UPDATE: The only thing I could immediately find relevant was, 
"The biggest problem gaming with Threadripper is the NUMA nodes, The cores in the CPU are separated into NUMA nodes, which helps managing memory for a large amount of cores. So if the game uses cores from different NUMA nodes performance will tank." 

Now whether this is 100% accurate info or not, I couldn't tell you since its almost a year old and probably relates to the previous generation of Threadrippers. Found in a discussion here: 
https://linustechtips.com/topic/1218555-gaming-on-threadripper-vs-normal-ryzen/ 

While no doubt the 5950X is better suited for gaming from a financial & hardware spec perspective, to say that the Threadripper(specifically the 3960X 24-core) wouldn't be an acceptable gaming platform due to stuttering is just silly. Also, if the multi-core function was that inefficient on a Threadripper, nobody would be buying them.


----------



## Solid State Soul ( SSS ) (May 29, 2021)

MentalAcetylide said:


> UPDATE: The only thing I could immediately find relevant was,
> "The biggest problem gaming with Threadripper is the NUMA nodes, The cores in the CPU are separated into NUMA nodes, which helps managing memory for a large amount of cores. So if the game uses cores from different NUMA nodes performance will tank."
> 
> Now whether this is 100% accurate info or not, I couldn't tell you since its almost a year old and probably relates to the previous generation of Threadrippers. Found in a discussion here:
> ...


looking at your part selection, i dont even want to think how much you spend on your build, but next time when you have that much cash to blow, spend a solid day reading reviews instead of asking on forums,  professional reviews will paint a clear picture on how every part performs across multiple use cases, where as form members will give you wildly inconsistent suggestions, based on brand loyalty or what not, and spoiler alert, no reviews recommends thread ripper for gaming due to obvious reasons that you would have came aware of if you read reviews, 5950x is much faster in games and have no latency issues because its a CPU designed for extreme home builds, not servers. 

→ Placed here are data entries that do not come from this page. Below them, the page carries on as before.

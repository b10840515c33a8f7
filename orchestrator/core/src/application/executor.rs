// Copyright (c) 2026 100monkeys.ai
// SPDX-License-Identifier: AGPL-3.0

//! Execution Engine
//!
//! Walks an [`ExecutionPlan`] one layer at a time. Services inside a layer run
//! concurrently, bounded by the configured parallelism. A service whose
//! dependency (in walk direction) failed is not attempted and reports
//! `DependencyFailed`; independent branches keep going. Every planned service
//! ends up with exactly one [`ServiceOutcome`].

use crate::domain::error::ProjectError;
use crate::domain::events::ServiceEvent;
use crate::domain::graph::ExecutionPlan;
use crate::domain::operation::Operation;
use crate::infrastructure::event_bus::EventBus;
use chrono::Utc;
use futures::stream::{self, StreamExt};
use serde::Serialize;
use std::collections::HashMap;
use std::fmt;
use std::future::Future;
use std::sync::Arc;
use tokio_util::sync::CancellationToken;
use tracing::{debug, error, info, warn};

// ============================================================================
// Reporting
// ============================================================================

#[derive(Debug, Clone, Copy, PartialEq, Eq, Serialize)]
#[serde(rename_all = "lowercase")]
pub enum ChangeAction {
    Created,
    Recreated,
    Started,
    Stopped,
    Paused,
    Unpaused,
    Killed,
    Removed,
}

impl fmt::Display for ChangeAction {
    fn fmt(&self, f: &mut fmt::Formatter<'_>) -> fmt::Result {
        let s = match self {
            Self::Created => "created",
            Self::Recreated => "recreated",
            Self::Started => "started",
            Self::Stopped => "stopped",
            Self::Paused => "paused",
            Self::Unpaused => "unpaused",
            Self::Killed => "killed",
            Self::Removed => "removed",
        };
        f.write_str(s)
    }
}

/// One container-level change made while operating on a service.
#[derive(Debug, Clone, PartialEq, Eq, Serialize)]
pub struct ContainerChange {
    pub container: String,
    pub id: String,
    pub action: ChangeAction,
}

#[derive(Debug, Clone, Default, PartialEq, Eq, Serialize)]
pub struct ServiceSummary {
    pub changes: Vec<ContainerChange>,
    /// Containers deliberately left alone, e.g. running containers during
    /// `remove_stopped`.
    pub skipped: Vec<String>,
}

impl ServiceSummary {
    pub fn record(&mut self, container: &str, id: &str, action: ChangeAction) {
        self.changes.push(ContainerChange {
            container: container.to_string(),
            id: id.to_string(),
            action,
        });
    }

    pub fn skip(&mut self, container: &str) {
        self.skipped.push(container.to_string());
    }

    pub fn count(&self, action: ChangeAction) -> usize {
        self.changes.iter().filter(|c| c.action == action).count()
    }
}

#[derive(Debug, Clone, PartialEq, Eq)]
pub enum ServiceOutcome {
    Completed(ServiceSummary),
    Failed(ProjectError),
    /// Not dispatched because cancellation was requested first.
    Cancelled,
}

impl ServiceOutcome {
    pub fn as_str(&self) -> &'static str {
        match self {
            Self::Completed(_) => "completed",
            Self::Failed(_) => "failed",
            Self::Cancelled => "cancelled",
        }
    }
}

#[derive(Debug, Clone, PartialEq, Eq)]
pub struct ServiceResult {
    pub service: String,
    pub outcome: ServiceOutcome,
}

/// Aggregate result of a project-wide operation, one entry per targeted
/// service in plan order.
#[derive(Debug, Clone, PartialEq, Eq)]
pub struct OperationReport {
    pub project: String,
    pub operation: Operation,
    pub results: Vec<ServiceResult>,
}

impl OperationReport {
    pub fn is_success(&self) -> bool {
        self.results
            .iter()
            .all(|r| matches!(r.outcome, ServiceOutcome::Completed(_)))
    }

    pub fn outcome(&self, service: &str) -> Option<&ServiceOutcome> {
        self.results
            .iter()
            .find(|r| r.service == service)
            .map(|r| &r.outcome)
    }

    pub fn summary(&self, service: &str) -> Option<&ServiceSummary> {
        match self.outcome(service) {
            Some(ServiceOutcome::Completed(summary)) => Some(summary),
            _ => None,
        }
    }

    pub fn error(&self, service: &str) -> Option<&ProjectError> {
        match self.outcome(service) {
            Some(ServiceOutcome::Failed(error)) => Some(error),
            _ => None,
        }
    }

    pub fn failures(&self) -> impl Iterator<Item = (&str, &ProjectError)> {
        self.results.iter().filter_map(|r| match &r.outcome {
            ServiceOutcome::Failed(error) => Some((r.service.as_str(), error)),
            _ => None,
        })
    }

    pub fn cancelled(&self) -> impl Iterator<Item = &str> {
        self.results
            .iter()
            .filter(|r| r.outcome == ServiceOutcome::Cancelled)
            .map(|r| r.service.as_str())
    }

    /// All container changes across services, in plan order.
    pub fn changes(&self) -> impl Iterator<Item = (&str, &ContainerChange)> {
        self.results.iter().flat_map(|r| {
            let changes: &[ContainerChange] = match &r.outcome {
                ServiceOutcome::Completed(summary) => &summary.changes,
                _ => &[],
            };
            changes.iter().map(move |c| (r.service.as_str(), c))
        })
    }
}

// ============================================================================
// Layered Executor
// ============================================================================

pub struct LayeredExecutor {
    parallelism: usize,
    event_bus: Arc<EventBus>,
}

impl LayeredExecutor {
    pub fn new(parallelism: usize, event_bus: Arc<EventBus>) -> Self {
        Self {
            parallelism: parallelism.max(1),
            event_bus,
        }
    }

    /// Run `task` for every service of `plan`.
    ///
    /// Cancellation is observed when a service is about to be dispatched;
    /// a task already running is allowed to finish.
    pub async fn execute<F, Fut>(
        &self,
        project: &str,
        operation: Operation,
        plan: &ExecutionPlan,
        cancel: &CancellationToken,
        task: F,
    ) -> OperationReport
    where
        F: Fn(String) -> Fut,
        Fut: Future<Output = Result<ServiceSummary, ProjectError>>,
    {
        let mut outcomes: HashMap<String, ServiceOutcome> = HashMap::new();

        for (depth, layer) in plan.layers().iter().enumerate() {
            let mut runnable = Vec::new();

            for service in layer {
                match blocked_outcome(service, plan.blockers(service), &outcomes) {
                    Some(outcome) => {
                        outcomes.insert(service.clone(), outcome);
                    }
                    None => runnable.push(service.clone()),
                }
            }

            debug!(
                "Layer {} of {} ({}): dispatching {:?}",
                depth + 1,
                plan.layers().len(),
                operation,
                runnable
            );

            let task = &task;
            let finished: Vec<(String, ServiceOutcome)> = stream::iter(runnable)
                .map(move |service| async move {
                    if cancel.is_cancelled() {
                        return (service, ServiceOutcome::Cancelled);
                    }
                    let outcome = match task(service.clone()).await {
                        Ok(summary) => ServiceOutcome::Completed(summary),
                        Err(error) => ServiceOutcome::Failed(error),
                    };
                    (service, outcome)
                })
                .buffer_unordered(self.parallelism)
                .collect()
                .await;

            for (service, outcome) in finished {
                outcomes.insert(service, outcome);
            }
        }

        let results: Vec<ServiceResult> = plan
            .services()
            .map(|service| ServiceResult {
                service: service.to_string(),
                outcome: outcomes
                    .remove(service)
                    .unwrap_or(ServiceOutcome::Cancelled),
            })
            .collect();

        for result in &results {
            self.report(project, operation, result);
        }

        OperationReport {
            project: project.to_string(),
            operation,
            results,
        }
    }

    fn report(&self, project: &str, operation: Operation, result: &ServiceResult) {
        metrics::counter!(
            "stevedore_service_operations_total",
            "operation" => operation.as_str(),
            "outcome" => result.outcome.as_str()
        )
        .increment(1);

        let event = match &result.outcome {
            ServiceOutcome::Completed(summary) => {
                info!(
                    "{} {}: {} change(s)",
                    operation,
                    result.service,
                    summary.changes.len()
                );
                ServiceEvent::ServiceCompleted {
                    project: project.to_string(),
                    service: result.service.clone(),
                    operation,
                    completed_at: Utc::now(),
                }
            }
            ServiceOutcome::Failed(error) => {
                error!("{} {} failed: {}", operation, result.service, error);
                ServiceEvent::ServiceFailed {
                    project: project.to_string(),
                    service: result.service.clone(),
                    operation,
                    error: error.to_string(),
                    failed_at: Utc::now(),
                }
            }
            ServiceOutcome::Cancelled => {
                warn!("{} {} cancelled before dispatch", operation, result.service);
                ServiceEvent::ServiceCancelled {
                    project: project.to_string(),
                    service: result.service.clone(),
                    operation,
                    cancelled_at: Utc::now(),
                }
            }
        };
        self.event_bus.publish_service_event(event);
    }
}

/// Outcome for a service that must not run because a blocker did not
/// complete. A failure wins over a cancellation.
fn blocked_outcome(
    service: &str,
    blockers: &[String],
    outcomes: &HashMap<String, ServiceOutcome>,
) -> Option<ServiceOutcome> {
    let mut cancelled = false;
    for blocker in blockers {
        match outcomes.get(blocker) {
            Some(ServiceOutcome::Failed(cause)) => {
                return Some(ServiceOutcome::Failed(ProjectError::DependencyFailed {
                    service: service.to_string(),
                    dependency: blocker.clone(),
                    cause: Box::new(cause.clone()),
                }));
            }
            Some(ServiceOutcome::Cancelled) => cancelled = true,
            _ => {}
        }
    }
    cancelled.then_some(ServiceOutcome::Cancelled)
}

Hope you learn from this, listen to reviews, not forums. 

I hope your build gives you the satisfactory performance that you desire



MentalAcetylide said:


> o now what? I'm stuck at 128Gb RAM max & two graphics cards while not being able to add anymore graphics cards for rendering due to insufficient RAM. Sure, I'll still be able to add more graphics cards to the board, but they will be useless. Sorry, but this is nothing short of stupid


In what world wher you would need more than 128Gb for anything !!! 


MentalAcetylide said:


> To be honest, I don't believe I'll need a different system for gaming and think a lot of the "stuttering" claims is blown a bit out of proportion; especially when most(if not all) of the actual rendering is done by the freakin graphics card and I won't be jacking game graphics setting up to the ultra-max & redlining the FPS...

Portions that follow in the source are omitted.